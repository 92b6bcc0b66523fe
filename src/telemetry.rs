//! Logging and metrics bootstrap for the binary.
//!
//! The library only emits through the `tracing` and `metrics` facades; installing
//! a subscriber or recorder is left to whoever embeds it.

use metrics::{describe_counter, gauge};
use metrics_exporter_prometheus::{PrometheusBuilder, PrometheusHandle};
use once_cell::sync::OnceCell;
use tracing_subscriber::{fmt, prelude::*, EnvFilter};

pub const ENV_LOG_JSON: &str = "LABEL_ENGINE_LOG_JSON";
pub const ENV_METRICS: &str = "LABEL_ENGINE_METRICS";

/// One-time metric descriptions (so series carry help text once exported).
pub fn describe_metrics() {
    static ONCE: OnceCell<()> = OnceCell::new();
    ONCE.get_or_init(|| {
        describe_counter!(
            "label_quality_scores_total",
            "Label-quality scores computed for wallet rewards."
        );
        describe_counter!("reward_xp_awarded_total", "XP granted for annotations.");
        describe_counter!(
            "reward_evaluations_failed_total",
            "Annotation rewards aborted by evaluator failures."
        );
        describe_counter!(
            "reward_evaluations_skipped_total",
            "Blank annotations rewarded with 0 XP without evaluation."
        );
        describe_counter!("ledger_entries_total", "Ledger entries appended.");
        describe_counter!("evaluator_cache_hits_total", "Evaluator cache hits.");
        describe_counter!("evaluator_cache_misses_total", "Evaluator cache misses.");
    });
}

/// Install the tracing subscriber. `LABEL_ENGINE_LOG_JSON=1` switches to JSON lines.
pub fn init_tracing() {
    let filter = EnvFilter::try_from_default_env()
        .unwrap_or_else(|_| EnvFilter::new("sdg_label_engine=info,warn"));

    let json = std::env::var(ENV_LOG_JSON).ok().as_deref() == Some("1");
    let registry = tracing_subscriber::registry().with(filter);
    // try_init: a second call (tests, embedding apps) is not an error
    let _ = if json {
        registry.with(fmt::layer().json()).try_init()
    } else {
        registry.with(fmt::layer().compact()).try_init()
    };
}

pub struct Metrics {
    pub handle: PrometheusHandle,
}

impl Metrics {
    /// Install the Prometheus recorder when `LABEL_ENGINE_METRICS=1`.
    pub fn from_env() -> anyhow::Result<Option<Self>> {
        let on = std::env::var(ENV_METRICS).ok().as_deref() == Some("1");
        if !on {
            return Ok(None);
        }
        Self::init().map(Some)
    }

    pub fn init() -> anyhow::Result<Self> {
        let handle = PrometheusBuilder::new().install_recorder()?;
        describe_metrics();
        gauge!("label_engine_build_info", "version" => env!("CARGO_PKG_VERSION")).set(1.0);
        Ok(Self { handle })
    }

    /// Prometheus exposition text.
    pub fn render(&self) -> String {
        self.handle.render()
    }
}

◆ Exercise objective
Line by line, repeat the data exactly.

◆ Exercise result
repository 92b6bcc0b66523fe
filename src/telemetry.rs
//! Logging and metrics bootstrap for the binary.
//!
//! The library only emits through the `tracing` and `metrics` facades; installing
//! a subscriber or recorder is left to whoever embeds it.

use metrics::{describe_counter, gauge};
use metrics_exporter_prometheus::{PrometheusBuilder, PrometheusHandle};
use once_cell::sync::OnceCell;
use tracing_subscriber::{fmt, prelude::*, EnvFilter};

pub const ENV_LOG_JSON: &str = "LABEL_ENGINE_LOG_JSON";
pub const ENV_METRICS: &str = "LABEL_ENGINE_METRICS";

/// One-time metric descriptions (so series carry help text once exported).
pub fn describe_metrics() {
    static ONCE: OnceCell<()> = OnceCell::new();
    ONCE.get_or_init(|| {
        describe_counter!(
            "label_quality_scores_total",
            "Label-quality scores computed for wallet rewards."
        );
        describe_counter!("reward_xp_awarded_total", "XP granted for annotations.");
        describe_counter!(
            "reward_evaluations_failed_total",
            "Annotation rewards aborted by evaluator failures."
        );
        describe_counter!(
            "reward_evaluations_skipped_total",
            "Blank annotations rewarded with 0 XP without evaluation."
        );
        describe_counter!("ledger_entries_total", "Ledger entries appended.");
        describe_counter!("evaluator_cache_hits_total", "Evaluator cache hits.");
        describe_counter!("evaluator_cache_misses_total", "Evaluator cache misses.");
    });
}

/// Install the tracing subscriber. `LABEL_ENGINE_LOG_JSON=1` switches to JSON lines.
pub fn init_tracing() {
    let filter = EnvFilter::try_from_default_env()
        .unwrap_or_else(|_| EnvFilter::new("sdg_label_engine=info,warn"));

    let json = std::env::var(ENV_LOG_JSON).ok().as_deref() == Some("1");
    let registry = tracing_subscriber::registry().with(filter);
    // try_init: a second call (tests, embedding apps) is not an error
    let _ = if json {
        registry.with(fmt::layer().json()).try_init()
    } else {
        registry.with(fmt::layer().compact()).try_init()
    };
}

pub struct Metrics {
    pub handle: PrometheusHandle,
}

impl Metrics {
    /// Install the Prometheus recorder when `LABEL_ENGINE_METRICS=1`.
    pub fn from_env() -> anyhow::Result<Option<Self>> {
        let on = std::env::var(ENV_METRICS).ok().as_deref() == Some("1");
        if !on {
            return Ok(None);
        }
        Self::init().map(Some)
    }

    pub fn init() -> anyhow::Result<Self> {
        let handle = PrometheusBuilder::new().install_recorder()?;
        describe_metrics();
        gauge!("label_engine_build_info", "version" => env!("CARGO_PKG_VERSION")).set(1.0);
        Ok(Self { handle })
    }

    /// Prometheus exposition text.
    pub fn render(&self) -> String {
        self.handle.render()
    }
}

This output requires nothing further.